To start, deploy the right recruiting tools at different points of contact to eliminate the tedious and confusing manual work from the recruiting process. Offer smart options instead.
For example, employ the Applicant Tracking System (ATS) for candidates to create their online profiles, apply to jobs and track their applications. Integrate the ATS app with CRM to allows recruiters to facilitate omnichannel communication with involved recruiters from any platform. Eliminate the lengthy forms with resume upload and autofill options.
Take your technology usage a notch higher and start using tools that utilize AI and automation. These include chatbots, resume screening tools, virtual interview tools, analytics, and other related applications that constantly utilize data to improve communication and updates.
Be involved at every step of the way to stay engaged with the candidates.
69% of employees are more likely to stay with an employer for three years if they experience great onboarding. Effective onboarding is just as important for the gig workers as it is for the permanent staff. After all, anyone working for you wants to feel welcomed and valued irrespective of how long they serve.
Some of the mistakes that companies often do and must avoid is,
· Failing to make temp staff welcomed
Offering a warm welcome to the contingent staff makes them feel part of the company. If you are not conducting a proper onboarding, it signals that you consider contingent staff as outsiders and unimportant to the company. This strategy is wrong on multiple levels. You wouldn’t want to start a new association on the wrong foot.
Therefore, ensure to build a structured onboarding program for the contingent staff as well. Make them feel welcomed and part of the company and introduce them to all the team members they are going to work with. Provide them an induction program so that they know what’s lying ahead and don’t live in limbo.
· Setting unrealistic deadlines
When it comes to temp workers, companies become a lot stricter with deadlines since they’re investing money and have a time constraint. But that doesn’t mean you should set unrealistic deadlines and bombard them with work.
Stress directly hampers the worker’s performance and runs the pressure of burnout. It directly impacts work quality, which can spiral further down to escalations, project extensions, or other issues. Therefore, if you want a return on your investment, remain realistic with deadlines and deal with the temp staff humanly.
· Not providing dedicated support
One of the most common mistakes companies makes while working with the contingent staff is not providing adequate information and support.

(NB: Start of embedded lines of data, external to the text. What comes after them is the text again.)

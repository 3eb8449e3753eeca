//! Procedural 2-D tile map generator.
//!
//! Heights come from octave lattice noise, are reshaped by averaging,
//! redistribution and edge falloff, then classified into biomes by ordered
//! height ranges. The result is a [`World`] grid of biome ids.

pub mod biomes;
pub mod export;
pub mod generator;
pub mod noise;
pub mod terrain;

pub use biomes::{BiomeData, BiomeError, BiomeRange, BiomeTable};
pub use generator::{generate, GenerateError, GenerateParams, SeedSpec, WorldGenerator};
pub use noise::{LatticeNoise, NoiseError, NoiseField, SeedTable};
pub use terrain::{GenerationConfig, NormalizedConfig, Point, World};
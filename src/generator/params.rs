//! Per-run generation parameters and seed resolution.

use std::time::{SystemTime, UNIX_EPOCH};

use tracing::info;

use crate::noise::{NoiseError, SeedTable, DEFAULT_TABLE_LEN};
use crate::terrain::Point;

/// Where the lattice weights come from.
#[derive(Debug, Clone, PartialEq)]
pub enum SeedSpec {
    /// Generate `table_len` weights from this seed.
    Value(u64),
    /// Use these weights as-is.
    Table(SeedTable),
    /// Raw integers mapped onto `[0, 1]` by magnitude. The length must be a
    /// power of two.
    Integers(Vec<i64>),
}

/// Parameters for one call to [`generate`](super::generate).
#[derive(Debug, Clone, PartialEq)]
pub struct GenerateParams {
    /// `None` derives a seed from the system clock, so output is not
    /// reproducible. Pass a seed or table for deterministic maps.
    pub seed: Option<SeedSpec>,
    /// Length of generated tables; must be a power of two.
    pub table_len: usize,
    /// Added to every cell coordinate before sampling noise.
    pub offset: Point,
}

impl Default for GenerateParams {
    fn default() -> Self {
        Self {
            seed: None,
            table_len: DEFAULT_TABLE_LEN,
            offset: Point::ORIGIN,
        }
    }
}

impl GenerateParams {
    /// Parameters generating the table from `seed`.
    pub fn with_seed(seed: u64) -> Self {
        Self {
            seed: Some(SeedSpec::Value(seed)),
            ..Default::default()
        }
    }

    /// Parameters using a caller-supplied table.
    pub fn with_table(table: SeedTable) -> Self {
        Self {
            seed: Some(SeedSpec::Table(table)),
            ..Default::default()
        }
    }

    pub fn table_len(mut self, table_len: usize) -> Self {
        self.table_len = table_len;
        self
    }

    pub fn offset(mut self, offset: Point) -> Self {
        self.offset = offset;
        self
    }

    /// Resolves the seed and builds the lattice table.
    ///
    /// Returns the seed actually used (`None` for caller tables and integer
    /// lists).
    pub fn resolve(&self) -> Result<(Option<u64>, SeedTable), NoiseError> {
        match &self.seed {
            Some(SeedSpec::Table(table)) => Ok((None, table.clone())),
            Some(SeedSpec::Integers(values)) => Ok((None, SeedTable::from_integers(values)?)),
            Some(SeedSpec::Value(seed)) => {
                let table = SeedTable::from_seed(*seed, self.table_len)?;
                Ok((Some(*seed), table))
            }
            None => {
                let seed = clock_seed();
                info!(seed, "no seed supplied, using clock-derived seed");
                let table = SeedTable::from_seed(seed, self.table_len)?;
                Ok((Some(seed), table))
            }
        }
    }
}

fn clock_seed() -> u64 {
    SystemTime::now()
        .duration_since(UNIX_EPOCH)
        .map(|d| d.as_nanos() as u64)
        .unwrap_or_default()
}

They want workers to jump straight to work and provide them the deliverables without inducting them with the required information. Leaving them on their own is not the right approach.
Here, you must remember to assign a mentor to every new contingent worker who can guide the worker with the work and company. Give them the project and company training. Also, don’t let them run behind you for every smallest of work. Provide them required access to files, folders, and other information that is critical to their job. Be proactive with the onboarding process.
It’s high time that you start taking your gig workforce seriously. Because as we progress through the pandemic economy, dependency on the gig workforce is certain to increase. And if you don’t have the right strategies in place, you will be missing out on a major chunk of the workforce that is not only needed at this hour but also the best economical and productive solution to many workforce challenges.
In 2018, it was estimated that by 2023, 52% of the workforce will have worked or will be working independently. Today, it is estimated that the gig economy already contributes more than $1 trillion to the U.S. economy. Therefore, if you already have a gig workforce in place or planning to have one soon, getting your gig workforce strategies right is inevitable.